» Your assignment: Search the material for "StationTag" and copy each line in which it is found.

» Material for the task:
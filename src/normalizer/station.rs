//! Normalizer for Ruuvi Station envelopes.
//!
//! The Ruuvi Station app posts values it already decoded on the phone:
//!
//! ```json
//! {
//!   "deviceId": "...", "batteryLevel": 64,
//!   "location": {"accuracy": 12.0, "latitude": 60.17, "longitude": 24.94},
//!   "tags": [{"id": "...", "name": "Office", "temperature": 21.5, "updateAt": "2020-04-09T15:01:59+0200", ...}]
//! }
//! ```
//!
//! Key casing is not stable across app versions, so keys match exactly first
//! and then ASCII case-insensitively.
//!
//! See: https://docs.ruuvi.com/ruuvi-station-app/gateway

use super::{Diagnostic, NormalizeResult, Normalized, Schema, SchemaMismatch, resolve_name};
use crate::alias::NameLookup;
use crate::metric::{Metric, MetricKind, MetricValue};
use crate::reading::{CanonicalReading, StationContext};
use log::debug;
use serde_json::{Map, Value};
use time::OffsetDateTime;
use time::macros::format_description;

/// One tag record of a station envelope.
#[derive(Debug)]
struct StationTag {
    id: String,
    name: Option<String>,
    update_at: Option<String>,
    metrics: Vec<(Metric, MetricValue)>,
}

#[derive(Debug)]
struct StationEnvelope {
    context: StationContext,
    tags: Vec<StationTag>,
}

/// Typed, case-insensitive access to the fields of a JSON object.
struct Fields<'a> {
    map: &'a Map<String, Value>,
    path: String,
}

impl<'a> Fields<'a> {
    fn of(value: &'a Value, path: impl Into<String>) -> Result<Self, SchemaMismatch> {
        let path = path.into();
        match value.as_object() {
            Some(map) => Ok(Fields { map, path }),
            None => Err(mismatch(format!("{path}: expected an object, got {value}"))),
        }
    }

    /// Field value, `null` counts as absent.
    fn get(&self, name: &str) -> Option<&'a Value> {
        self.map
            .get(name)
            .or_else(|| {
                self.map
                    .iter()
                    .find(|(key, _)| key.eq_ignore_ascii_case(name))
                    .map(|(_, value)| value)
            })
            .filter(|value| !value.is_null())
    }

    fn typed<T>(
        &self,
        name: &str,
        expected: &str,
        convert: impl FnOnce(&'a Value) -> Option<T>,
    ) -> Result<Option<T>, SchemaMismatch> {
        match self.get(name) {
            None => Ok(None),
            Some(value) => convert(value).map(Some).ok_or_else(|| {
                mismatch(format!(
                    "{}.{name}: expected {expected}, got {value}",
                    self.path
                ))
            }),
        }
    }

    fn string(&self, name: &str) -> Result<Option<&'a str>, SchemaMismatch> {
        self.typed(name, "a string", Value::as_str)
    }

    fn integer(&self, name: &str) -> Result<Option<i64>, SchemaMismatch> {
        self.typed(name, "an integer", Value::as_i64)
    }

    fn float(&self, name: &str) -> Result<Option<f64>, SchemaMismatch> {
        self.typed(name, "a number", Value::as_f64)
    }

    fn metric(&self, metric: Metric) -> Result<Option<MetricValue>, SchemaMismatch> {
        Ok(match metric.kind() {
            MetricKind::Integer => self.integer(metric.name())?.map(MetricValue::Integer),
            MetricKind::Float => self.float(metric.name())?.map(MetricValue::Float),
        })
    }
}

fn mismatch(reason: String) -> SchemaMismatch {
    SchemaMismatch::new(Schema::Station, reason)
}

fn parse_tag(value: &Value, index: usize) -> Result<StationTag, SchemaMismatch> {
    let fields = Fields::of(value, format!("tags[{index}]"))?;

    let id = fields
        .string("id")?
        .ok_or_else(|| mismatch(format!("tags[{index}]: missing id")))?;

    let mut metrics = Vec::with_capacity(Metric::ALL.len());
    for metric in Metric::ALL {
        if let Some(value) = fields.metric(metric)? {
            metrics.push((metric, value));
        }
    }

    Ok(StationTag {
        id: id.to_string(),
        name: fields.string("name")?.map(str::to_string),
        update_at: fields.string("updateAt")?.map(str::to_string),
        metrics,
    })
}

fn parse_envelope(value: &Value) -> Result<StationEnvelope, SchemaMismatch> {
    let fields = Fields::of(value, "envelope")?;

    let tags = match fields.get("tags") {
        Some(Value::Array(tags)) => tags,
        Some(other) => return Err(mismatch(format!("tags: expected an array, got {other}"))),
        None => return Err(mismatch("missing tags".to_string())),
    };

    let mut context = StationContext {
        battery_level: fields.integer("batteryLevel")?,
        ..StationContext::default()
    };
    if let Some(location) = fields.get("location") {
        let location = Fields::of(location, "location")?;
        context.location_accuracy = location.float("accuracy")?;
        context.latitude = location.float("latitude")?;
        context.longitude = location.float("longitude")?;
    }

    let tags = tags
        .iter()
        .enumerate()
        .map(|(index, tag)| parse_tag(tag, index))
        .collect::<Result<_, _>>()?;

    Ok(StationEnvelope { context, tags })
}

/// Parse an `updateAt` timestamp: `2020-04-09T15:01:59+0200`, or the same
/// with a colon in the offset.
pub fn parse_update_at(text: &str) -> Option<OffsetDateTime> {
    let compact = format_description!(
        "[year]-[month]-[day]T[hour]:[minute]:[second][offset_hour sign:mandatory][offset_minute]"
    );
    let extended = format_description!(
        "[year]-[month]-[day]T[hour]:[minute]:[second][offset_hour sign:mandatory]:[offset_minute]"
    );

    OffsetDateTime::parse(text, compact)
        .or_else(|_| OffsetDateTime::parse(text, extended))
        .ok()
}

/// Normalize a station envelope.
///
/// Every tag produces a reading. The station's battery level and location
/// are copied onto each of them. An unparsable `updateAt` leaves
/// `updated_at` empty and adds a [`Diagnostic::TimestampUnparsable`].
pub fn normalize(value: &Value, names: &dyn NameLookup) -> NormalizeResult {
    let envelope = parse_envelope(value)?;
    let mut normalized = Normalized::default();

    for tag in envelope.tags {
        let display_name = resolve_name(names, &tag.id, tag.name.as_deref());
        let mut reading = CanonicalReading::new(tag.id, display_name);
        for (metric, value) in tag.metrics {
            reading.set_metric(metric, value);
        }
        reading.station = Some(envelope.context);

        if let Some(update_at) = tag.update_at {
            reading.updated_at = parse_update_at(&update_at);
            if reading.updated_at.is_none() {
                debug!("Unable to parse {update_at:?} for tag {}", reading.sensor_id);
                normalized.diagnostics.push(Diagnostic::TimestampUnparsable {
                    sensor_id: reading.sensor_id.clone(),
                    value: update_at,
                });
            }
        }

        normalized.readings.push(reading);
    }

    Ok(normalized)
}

--

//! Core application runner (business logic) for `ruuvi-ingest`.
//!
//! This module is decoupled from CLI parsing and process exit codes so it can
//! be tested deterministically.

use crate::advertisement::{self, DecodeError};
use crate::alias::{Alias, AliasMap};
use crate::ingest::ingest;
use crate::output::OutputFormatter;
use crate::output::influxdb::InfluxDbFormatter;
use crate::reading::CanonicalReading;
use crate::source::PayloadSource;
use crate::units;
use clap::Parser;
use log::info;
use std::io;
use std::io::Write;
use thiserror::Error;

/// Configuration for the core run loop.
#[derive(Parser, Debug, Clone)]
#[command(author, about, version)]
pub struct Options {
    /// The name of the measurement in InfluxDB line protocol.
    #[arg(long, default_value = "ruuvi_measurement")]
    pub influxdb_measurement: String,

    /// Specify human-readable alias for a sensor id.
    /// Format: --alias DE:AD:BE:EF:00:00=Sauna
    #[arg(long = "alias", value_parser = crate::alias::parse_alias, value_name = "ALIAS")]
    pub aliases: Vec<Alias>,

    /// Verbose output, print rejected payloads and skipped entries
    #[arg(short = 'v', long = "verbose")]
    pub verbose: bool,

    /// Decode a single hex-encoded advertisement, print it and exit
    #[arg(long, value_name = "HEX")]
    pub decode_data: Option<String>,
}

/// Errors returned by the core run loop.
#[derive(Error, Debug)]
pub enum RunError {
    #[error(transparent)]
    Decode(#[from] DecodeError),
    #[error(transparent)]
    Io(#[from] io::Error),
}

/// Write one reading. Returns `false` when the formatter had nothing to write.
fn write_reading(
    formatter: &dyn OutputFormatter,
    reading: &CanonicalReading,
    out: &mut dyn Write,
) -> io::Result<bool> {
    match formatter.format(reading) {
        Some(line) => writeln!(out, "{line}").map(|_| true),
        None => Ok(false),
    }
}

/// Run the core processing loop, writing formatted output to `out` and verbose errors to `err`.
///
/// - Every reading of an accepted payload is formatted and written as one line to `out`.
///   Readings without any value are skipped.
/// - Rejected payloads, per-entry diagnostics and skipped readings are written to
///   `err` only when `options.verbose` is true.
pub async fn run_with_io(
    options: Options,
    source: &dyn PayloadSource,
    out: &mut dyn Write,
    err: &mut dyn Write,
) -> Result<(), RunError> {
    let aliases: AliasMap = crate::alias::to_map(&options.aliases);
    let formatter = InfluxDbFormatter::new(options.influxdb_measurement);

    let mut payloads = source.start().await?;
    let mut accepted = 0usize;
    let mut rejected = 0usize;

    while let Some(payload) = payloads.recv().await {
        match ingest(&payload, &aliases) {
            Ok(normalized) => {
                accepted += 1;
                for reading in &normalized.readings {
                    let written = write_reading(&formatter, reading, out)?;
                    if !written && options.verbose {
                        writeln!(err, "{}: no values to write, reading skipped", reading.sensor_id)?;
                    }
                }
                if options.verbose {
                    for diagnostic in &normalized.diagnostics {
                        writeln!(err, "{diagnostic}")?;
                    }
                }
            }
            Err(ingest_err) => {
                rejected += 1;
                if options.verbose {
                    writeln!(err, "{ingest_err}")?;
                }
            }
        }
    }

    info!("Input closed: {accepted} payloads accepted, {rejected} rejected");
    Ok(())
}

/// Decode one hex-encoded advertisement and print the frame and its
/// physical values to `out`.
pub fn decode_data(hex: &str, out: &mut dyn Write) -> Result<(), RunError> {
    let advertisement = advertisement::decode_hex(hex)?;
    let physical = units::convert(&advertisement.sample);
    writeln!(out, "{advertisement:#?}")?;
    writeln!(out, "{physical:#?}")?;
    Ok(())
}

» Task output:
struct StationTag {
    tags: Vec<StationTag>,
fn parse_tag(value: &Value, index: usize) -> Result<StationTag, SchemaMismatch> {
    Ok(StationTag {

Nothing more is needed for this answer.